After he was baptized by the Holy Spirit, he didn’t go off on a work junket. He went into the desert, which, in the ancient Jewish tradition, was a place for fasting, prayer, and centering in God. He was constantly going off to a place to pray before and after preaching, teaching, and healing. In fact, some of the most important things he did were in the process of going off to pray. The sermon on the plain in Luke takes place because Jesus is going off on his own to pray, and turns around to preach to folks in order to get them to leave him alone. Imagine that,… preaching to get people to go away. He walks on water after the disciples take off without him when he was off on his own to pray. When he faced crucifixion, he went off to the garden to pray. He was able to let go of his worries because instead of rushing off to do something, he wandered off to pray.
Gordon MacDonald, a well-known evangelical preacher, said that he learned the lesson on centering and prayer as the foundation for work when he visited Switzerland thirty years ago. While hiking in the meadows he noticed farmers cutting grass for hay with scythes. They would but for ten minutes, and then sit down for five minutes. They consistently repeated this pattern.
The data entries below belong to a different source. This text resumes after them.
use std::{
    collections::{BTreeSet, HashMap},
    sync::Arc,
};

use super::{index::AssetIndex, node::NodeAsset, skin::SkinAsset};

#[derive(Debug, Clone, Default)]
pub struct SceneAsset {
    pub name: Option<String>,
    pub nodes: Vec<NodeAsset>,
    /// Nodes rendered with a skin. They are kept apart from the hierarchy
    /// so they can be drawn after every joint has been updated.
    pub skinned_nodes: Vec<NodeAsset>,
    pub skins: HashMap<AssetIndex, Arc<SkinAsset>>,
    // node id -> skins using the node as a joint
    pub joint_nodes: HashMap<AssetIndex, BTreeSet<AssetIndex>>,
}

impl SceneAsset {
    pub fn add_skin(&mut self, skin: Arc<SkinAsset>) {
        for joint_id in &skin.joint_ids {
            self.joint_nodes
                .entry(joint_id.clone())
                .or_default()
                .insert(skin.id.clone());
        }
        self.skins.insert(skin.id.clone(), skin);
    }

    /// Moves the mesh of every skinned node into `skinned_nodes`. The node
    /// itself stays in the hierarchy since it may parent joints.
    pub fn split_skinned_nodes(&mut self) {
        fn visit(node: &mut NodeAsset, target: &mut Vec<NodeAsset>) {
            if node.skin.is_some() && node.mesh.is_some() {
                let mut skinned = NodeAsset::new(node.id.clone());
                skinned.name = node.name.clone();
                skinned.skin = node.skin.take();
                skinned.mesh = node.mesh.take();
                target.push(skinned);
            }
            for child in &mut node.children {
                visit(child, target);
            }
        }
        for node in &mut self.nodes {
            visit(node, &mut self.skinned_nodes);
        }
    }

    pub fn for_each_node_mut(&mut self, mut func: impl FnMut(&mut NodeAsset)) {
        fn visit(node: &mut NodeAsset, func: &mut impl FnMut(&mut NodeAsset)) {
            func(node);
            for child in &mut node.children {
                visit(child, func);
            }
        }
        for node in self.nodes.iter_mut().chain(self.skinned_nodes.iter_mut()) {
            visit(node, &mut func);
        }
    }

    pub fn node_count(&self) -> usize {
        self.nodes
            .iter()
            .chain(self.skinned_nodes.iter())
            .map(NodeAsset::count)
            .sum()
    }
}

#[cfg(test)]
mod test {
    use glam::Mat4;

    use crate::asset::mesh::MeshAsset;

    use super::*;

    #[test]
    fn add_skin_indexes_joints() {
        let mut scene = SceneAsset::default();
        let skin = SkinAsset {
            id: AssetIndex::from_index("a.json", 0),
            inverse_bind_matrices: vec![Mat4::IDENTITY; 2],
            joint_ids: vec![
                AssetIndex::from_index("a.json", 1),
                AssetIndex::from_index("a.json", 2),
            ],
        };
        scene.add_skin(Arc::new(skin));
        assert_eq!(scene.skins.len(), 1);
        let skins = &scene.joint_nodes[&AssetIndex::from_index("a.json", 2)];
        assert!(skins.contains(&AssetIndex::from_index("a.json", 0)));
    }

    #[test]
    fn split_skinned_nodes_keeps_joint_parents_in_place() {
        let skin = Arc::new(SkinAsset {
            id: AssetIndex::from_index("a.json", 0),
            inverse_bind_matrices: Vec::new(),
            joint_ids: Vec::new(),
        });
        let mut parent = NodeAsset::new(AssetIndex::from_index("a.json", 1));
        parent.skin = Some(skin);
        parent.mesh = Some(MeshAsset {
            name: None,
            primitives: Vec::new(),
        });
        parent
            .children
            .push(NodeAsset::new(AssetIndex::from_index("a.json", 2)));
        let mut scene = SceneAsset {
            nodes: vec![parent],
            ..Default::default()
        };

        scene.split_skinned_nodes();
        assert_eq!(scene.skinned_nodes.len(), 1);
        assert!(scene.skinned_nodes[0].mesh.is_some());
        assert!(scene.nodes[0].mesh.is_none());
        assert_eq!(scene.nodes[0].children.len(), 1);
        assert_eq!(scene.node_count(), 3);
    }
}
He wondered, “wouldn’t they be more productive if they just kept on cutting?” He got his answer while talking to another farmer. They weren’t wasting time. When they stopped, they were sharpening their blades and restoring their bodies. They were actually more productive by stopping than they would have by continuing.
In a similar way, our taking time for centering restores and sharpens us for the rest of our lives. But we worry that this time is unproductive. I discovered how true this is through a story a friend of mine told me. He’s a Lutheran pastor, and he said that early on in his ministry he had a practice if starting his day with 30 minutes of prayer in the church sanctuary. One morning the secretary interrupted him while he was praying, and told him that one of the members wanted to speak to him. The pastor told her that he’d be done in ten minutes. The secretary came back and said that the man was insistent that he be met NOW. The pastor said that he told her to wait for another 5 minutes. The man was so upset with the pastor that he brought it up as an issue at the next church council meeting, telling the council that they needed to do something about this because the pastor “should pray on his own time. On church time his responsibility was to be available when members needed him.” My friend learned his lesson—pray at home. But that’s an awful lesson to learn, and one that’s not rooted in the gospels, nor in our passage for today.
The Christian life isn’t about busyness, it’s about openness, and we cannot be entirely open to God if we are too busy. That’s the whole point of Sabbath. The ancient practice of taking a Sabbath day was to have a day where absolutely no work is done. They ancient Jews took it a bit overboard, criticizing Jesus for healing on the Sabbath because technically it was work, no matter how miraculous it was. Still, there was an understanding that we need time for centering to make sure that we are grounded in God.
We are called to be active, but to be active with a base—a foundation. This foundation is time spent in rest, reflection, and recreation. Do you have this kind of foundation?